Quant l'hôpital est déployé dans le camp de Zaatari en août 2012 dans le cadre de l'opération Tamour, les réfugiés et les blessés de guerre syriens affluent. Les médecins soignent alors des blessures graves qui nécessitent des opérations chirurgicales.

Plus d'un an après son installation, la structure civilo-militaire ne fait plus que de la médecine de ville. Bref, du "MSF en uniforme". L'hôpital, qui fonctionne à H24, est très apprécié des réfugiés syriens. Il assure ainsi 25% des besoins en radiologie du camp.

Mais est-ce la vocation des militaires français de soigner le tout venant médical ? Son fonctionnement coûte 2 millions d'euros par an et mobilise 70 militaires (un tiers pour la protection, un tiers de médecins et un tiers pour la logistique).

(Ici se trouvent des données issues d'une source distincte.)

use bank_manager::prelude::*;
use criterion::{black_box, criterion_group, criterion_main, BatchSize, Criterion};
use std::sync::Arc;
use std::thread;
use std::time::Duration;

fn quick_bank(customers: usize) -> Bank {
    let config = BankConfig::new()
        .with_initial_customers(customers)
        .with_processing_time(Duration::ZERO);
    Bank::with_config(config).expect("Failed to create bank")
}

fn benchmark_queue(c: &mut Criterion) {
    let mut group = c.benchmark_group("queue");

    group.bench_function("enqueue_dequeue_1000", |b| {
        let queue = ThreadSafeQueue::new();
        b.iter(|| {
            for i in 0..1000u64 {
                queue.enqueue(black_box(i));
            }
            while let Some(v) = queue.dequeue() {
                black_box(v);
            }
        });
    });

    group.bench_function("peek_then_dequeue_1000", |b| {
        let queue = ThreadSafeQueue::new();
        b.iter(|| {
            queue.extend(0..1000u64);
            while let Some(head) = queue.peek() {
                black_box(head);
                queue.dequeue();
            }
        });
    });

    group.bench_function("contended_4_consumers", |b| {
        b.iter_batched(
            || {
                let queue = Arc::new(ThreadSafeQueue::new());
                queue.extend(0..4000u64);
                queue
            },
            |queue| {
                let handles: Vec<_> = (0..4)
                    .map(|_| {
                        let queue = Arc::clone(&queue);
                        thread::spawn(move || while queue.dequeue().is_some() {})
                    })
                    .collect();
                for handle in handles {
                    handle.join().expect("consumer panicked");
                }
            },
            BatchSize::SmallInput,
        );
    });

    group.finish();
}

fn benchmark_open(c: &mut Criterion) {
    let mut group = c.benchmark_group("open");
    group.sample_size(20);

    for customers in [0usize, 10, 100] {
        group.bench_function(format!("customers_{}", customers), |b| {
            b.iter_batched(
                || quick_bank(customers),
                |bank| {
                    let summary = bank.open().expect("Failed to open bank");
                    black_box(summary.total_customers);
                },
                BatchSize::SmallInput,
            );
        });
    }

    group.finish();
}

fn benchmark_lane(c: &mut Criterion) {
    c.bench_function("deposit_lane_100_jobs", |b| {
        b.iter(|| {
            let mut lane = Lane::start(Task::Deposit, 4, "bench").expect("Failed to start lane");
            for _ in 0..100 {
                lane.execute(|| {
                    black_box(1 + 1);
                    Ok(())
                })
                .expect("Failed to submit job");
            }
            lane.shutdown().expect("Failed to shut down lane");
        });
    });
}

criterion_group!(benches, benchmark_queue, benchmark_open, benchmark_lane);
criterion_main!(benches);
//! Lane executors and their worker threads

pub mod lane;
pub mod worker;

pub use lane::{Lane, LanePolicy, LaneStats};
pub use worker::{LaneWorker, WorkerStats};
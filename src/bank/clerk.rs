//! The clerk performs the simulated work for one customer at a time.

use crate::bank::{BankObserver, Customer};
use std::fmt;
use std::thread;
use std::time::Duration;

type CompletionCallback = Box<dyn Fn(&Customer) + Send + Sync>;

/// Serves customers by blocking the calling thread for a fixed time.
///
/// The clerk has no reference to its bank. Whoever builds it may pass a
/// completion callback, which is how the bank counts served customers.
pub struct Clerk {
    processing_time: Duration,
    on_complete: Option<CompletionCallback>,
}

impl fmt::Debug for Clerk {
    fn fmt(&self, f: &mut fmt::Formatter<'_>) -> fmt::Result {
        f.debug_struct("Clerk")
            .field("processing_time", &self.processing_time)
            .field("on_complete", &self.on_complete.as_ref().map(|_| "<callback>"))
            .finish()
    }
}

impl Clerk {
    /// Creates a clerk with no completion callback.
    pub fn new(processing_time: Duration) -> Self {
        Self {
            processing_time,
            on_complete: None,
        }
    }

    /// Creates a clerk that calls `on_complete` after each customer.
    pub fn with_completion<F>(processing_time: Duration, on_complete: F) -> Self
    where
        F: Fn(&Customer) + Send + Sync + 'static,
    {
        Self {
            processing_time,
            on_complete: Some(Box::new(on_complete)),
        }
    }

    /// Time spent on each customer.
    pub fn processing_time(&self) -> Duration {
        self.processing_time
    }

    /// Serves `customer`: notifies `observer` that work started, sleeps for
    /// the processing time, notifies that work finished, then reports the
    /// completion.
    pub fn work(&self, customer: &Customer, observer: &dyn BankObserver) {
        observer.on_start(customer);
        log::debug!("Clerk serving customer {}", customer);

        thread::sleep(self.processing_time);

        observer.on_finish(customer);
        if let Some(on_complete) = &self.on_complete {
            on_complete(customer);
        }
    }
}

#[cfg(test)]
mod tests {
    use super::*;
    use crate::bank::Task;
    use parking_lot::Mutex;
    use std::sync::atomic::{AtomicUsize, Ordering};
    use std::sync::Arc;
    use std::time::Instant;

    #[derive(Default)]
    struct EventLog {
        events: Mutex<Vec<String>>,
    }

    impl BankObserver for EventLog {
        fn on_start(&self, customer: &Customer) {
            self.events.lock().push(format!("start {}", customer.turn()));
        }

        fn on_finish(&self, customer: &Customer) {
            self.events.lock().push(format!("finish {}", customer.turn()));
        }
    }

    #[test]
    fn test_work_fires_start_then_finish() {
        let clerk = Clerk::new(Duration::from_millis(1));
        let log = EventLog::default();

        clerk.work(&Customer::new(4, Task::Deposit), &log);

        assert_eq!(*log.events.lock(), vec!["start 4", "finish 4"]);
    }

    #[test]
    fn test_work_takes_processing_time() {
        let clerk = Clerk::new(Duration::from_millis(30));
        let start = Instant::now();
        clerk.work(&Customer::new(1, Task::Loan), &crate::bank::NoopObserver);
        assert!(start.elapsed() >= Duration::from_millis(30));
    }

    #[test]
    fn test_completion_callback_runs_after_finish() {
        let served = Arc::new(AtomicUsize::new(0));
        let counter = Arc::clone(&served);
        let clerk = Clerk::with_completion(Duration::ZERO, move |_| {
            counter.fetch_add(1, Ordering::SeqCst);
        });

        clerk.work(&Customer::new(1, Task::Deposit), &crate::bank::NoopObserver);
        clerk.work(&Customer::new(2, Task::Loan), &crate::bank::NoopObserver);

        assert_eq!(served.load(Ordering::SeqCst), 2);
    }
}
//! Error counter ladders
//!
//! Each family degrades its counter along a fixed ladder: one step per
//! wrong PSC, back to the top on a correct one. The last step blocks the
//! card for good.

use serde::{Deserialize, Serialize};

use crate::card::CardKind;

/// Stateless ladder arithmetic
pub struct ErrorCounterPolicy;

impl ErrorCounterPolicy {
    /// Index of the blocked step
    fn last_index(kind: CardKind) -> usize {
        kind.ladder().len() - 1
    }

    /// Counter byte at `index`, clamped to the blocked step
    pub fn value_at(kind: CardKind, index: usize) -> u8 {
        kind.ladder()[index.min(Self::last_index(kind))]
    }

    /// Whether `index` is the blocked step
    pub fn is_blocked(kind: CardKind, index: usize) -> bool {
        index >= Self::last_index(kind)
    }

    /// Wrong presentations left before the card blocks
    pub fn remaining_attempts(kind: CardKind, index: usize) -> u32 {
        Self::last_index(kind).saturating_sub(index) as u32
    }

    /// Index after a correct PSC
    pub fn on_success(_kind: CardKind) -> usize {
        0
    }

    /// Index after a wrong PSC; stays put once blocked
    pub fn on_failure(kind: CardKind, index: usize) -> usize {
        (index + 1).min(Self::last_index(kind))
    }

    /// Ladder index of a raw counter byte
    ///
    /// Unknown bytes map to the blocked step, never to an open one.
    pub fn index_of(kind: CardKind, raw: u8) -> usize {
        kind.ladder()
            .iter()
            .position(|&v| v == raw)
            .unwrap_or_else(|| Self::last_index(kind))
    }
}

/// Position of one card on its ladder
#[derive(Debug, Clone, Copy, PartialEq, Eq, Serialize, Deserialize)]
pub struct ErrorCounterState {
    kind: CardKind,
    index: usize,
}

impl ErrorCounterState {
    /// Fresh counter (all attempts available)
    pub fn new(kind: CardKind) -> Self {
        Self { kind, index: 0 }
    }

    /// Counter restored from a raw byte, fail-safe toward blocked
    pub fn from_raw(kind: CardKind, raw: u8) -> Self {
        Self {
            kind,
            index: ErrorCounterPolicy::index_of(kind, raw),
        }
    }

    /// Current raw counter byte
    pub fn value(&self) -> u8 {
        ErrorCounterPolicy::value_at(self.kind, self.index)
    }

    /// Current ladder index
    pub fn index(&self) -> usize {
        self.index
    }

    pub fn is_blocked(&self) -> bool {
        ErrorCounterPolicy::is_blocked(self.kind, self.index)
    }

    pub fn remaining_attempts(&self) -> u32 {
        ErrorCounterPolicy::remaining_attempts(self.kind, self.index)
    }

    /// Record a correct PSC
    pub fn record_success(&mut self) {
        self.index = ErrorCounterPolicy::on_success(self.kind);
    }

    /// Record a wrong PSC
    pub fn record_failure(&mut self) {
        self.index = ErrorCounterPolicy::on_failure(self.kind, self.index);
    }

    /// Back to the top of the ladder
    pub fn reset(&mut self) {
        self.index = 0;
    }
}

#[cfg(test)]
mod tests {
    use super::*;

    const KINDS: [CardKind; 2] = [CardKind::Small256, CardKind::Large1K];

    #[test]
    fn test_failures_reach_blocked() {
        for kind in KINDS {
            let steps = kind.ladder().len() - 1;
            let mut index = 0;
            for _ in 0..steps {
                assert!(!ErrorCounterPolicy::is_blocked(kind, index));
                index = ErrorCounterPolicy::on_failure(kind, index);
            }
            assert!(ErrorCounterPolicy::is_blocked(kind, index));
            assert_eq!(ErrorCounterPolicy::value_at(kind, index), 0x00);
            // idempotent once blocked
            assert_eq!(ErrorCounterPolicy::on_failure(kind, index), index);
        }
    }

    #[test]
    fn test_success_resets() {
        for kind in KINDS {
            let mut state = ErrorCounterState::new(kind);
            for _ in 0..kind.ladder().len() {
                state.record_failure();
                let mut probe = state;
                probe.record_success();
                assert_eq!(probe.index(), 0);
            }
            assert_eq!(ErrorCounterPolicy::on_success(kind), 0);
            assert_eq!(
                ErrorCounterPolicy::remaining_attempts(kind, 0),
                (kind.ladder().len() - 1) as u32
            );
        }
    }

    #[test]
    fn test_small_ladder_values() {
        let kind = CardKind::Small256;
        let values: Vec<u8> = (0..4).map(|i| ErrorCounterPolicy::value_at(kind, i)).collect();
        assert_eq!(values, vec![0x07, 0x03, 0x01, 0x00]);
        assert_eq!(ErrorCounterPolicy::remaining_attempts(kind, 0), 3);
        assert_eq!(ErrorCounterPolicy::remaining_attempts(kind, 2), 1);
    }

    #[test]
    fn test_large_ladder_values() {
        let kind = CardKind::Large1K;
        assert_eq!(ErrorCounterPolicy::value_at(kind, 0), 0xFF);
        assert_eq!(ErrorCounterPolicy::value_at(kind, 1), 0x7F);
        assert_eq!(ErrorCounterPolicy::value_at(kind, 7), 0x40);
        assert_eq!(ErrorCounterPolicy::remaining_attempts(kind, 0), 7);
    }

    #[test]
    fn test_value_at_clamps() {
        assert_eq!(ErrorCounterPolicy::value_at(CardKind::Small256, 42), 0x00);
    }

    #[test]
    fn test_index_of() {
        assert_eq!(ErrorCounterPolicy::index_of(CardKind::Small256, 0x03), 1);
        assert_eq!(ErrorCounterPolicy::index_of(CardKind::Large1K, 0x7C), 3);
        // unknown values are treated as blocked
        assert_eq!(ErrorCounterPolicy::index_of(CardKind::Small256, 0x05), 3);
        assert_eq!(ErrorCounterPolicy::index_of(CardKind::Large1K, 0x3F), 8);
    }

    #[test]
    fn test_state_transitions() {
        let mut state = ErrorCounterState::new(CardKind::Small256);
        assert_eq!(state.value(), 0x07);
        state.record_failure();
        state.record_failure();
        assert_eq!(state.value(), 0x01);
        assert_eq!(state.remaining_attempts(), 1);
        state.record_success();
        assert_eq!(state.value(), 0x07);
        state.record_failure();
        state.record_failure();
        state.record_failure();
        assert!(state.is_blocked());
        state.reset();
        assert!(!state.is_blocked());
    }

    #[test]
    fn test_from_raw() {
        let state = ErrorCounterState::from_raw(CardKind::Large1K, 0x78);
        assert_eq!(state.index(), 4);
        assert!(ErrorCounterState::from_raw(CardKind::Large1K, 0x12).is_blocked());
    }
}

Evidemment, l'affaire de l'hôpital français de Zaatari est politique. Si les militaires français partent, leur départ pourrait être interprété comme une forme de lâchage, non seulement des réfugiés mais aussi vis-à-vis des autorités jordaniennes qui doivent gérer plus de 500 000 réfugiés syriens dans le royaume. Partir tout en restant, voilà l'équation à résoudre pour Paris...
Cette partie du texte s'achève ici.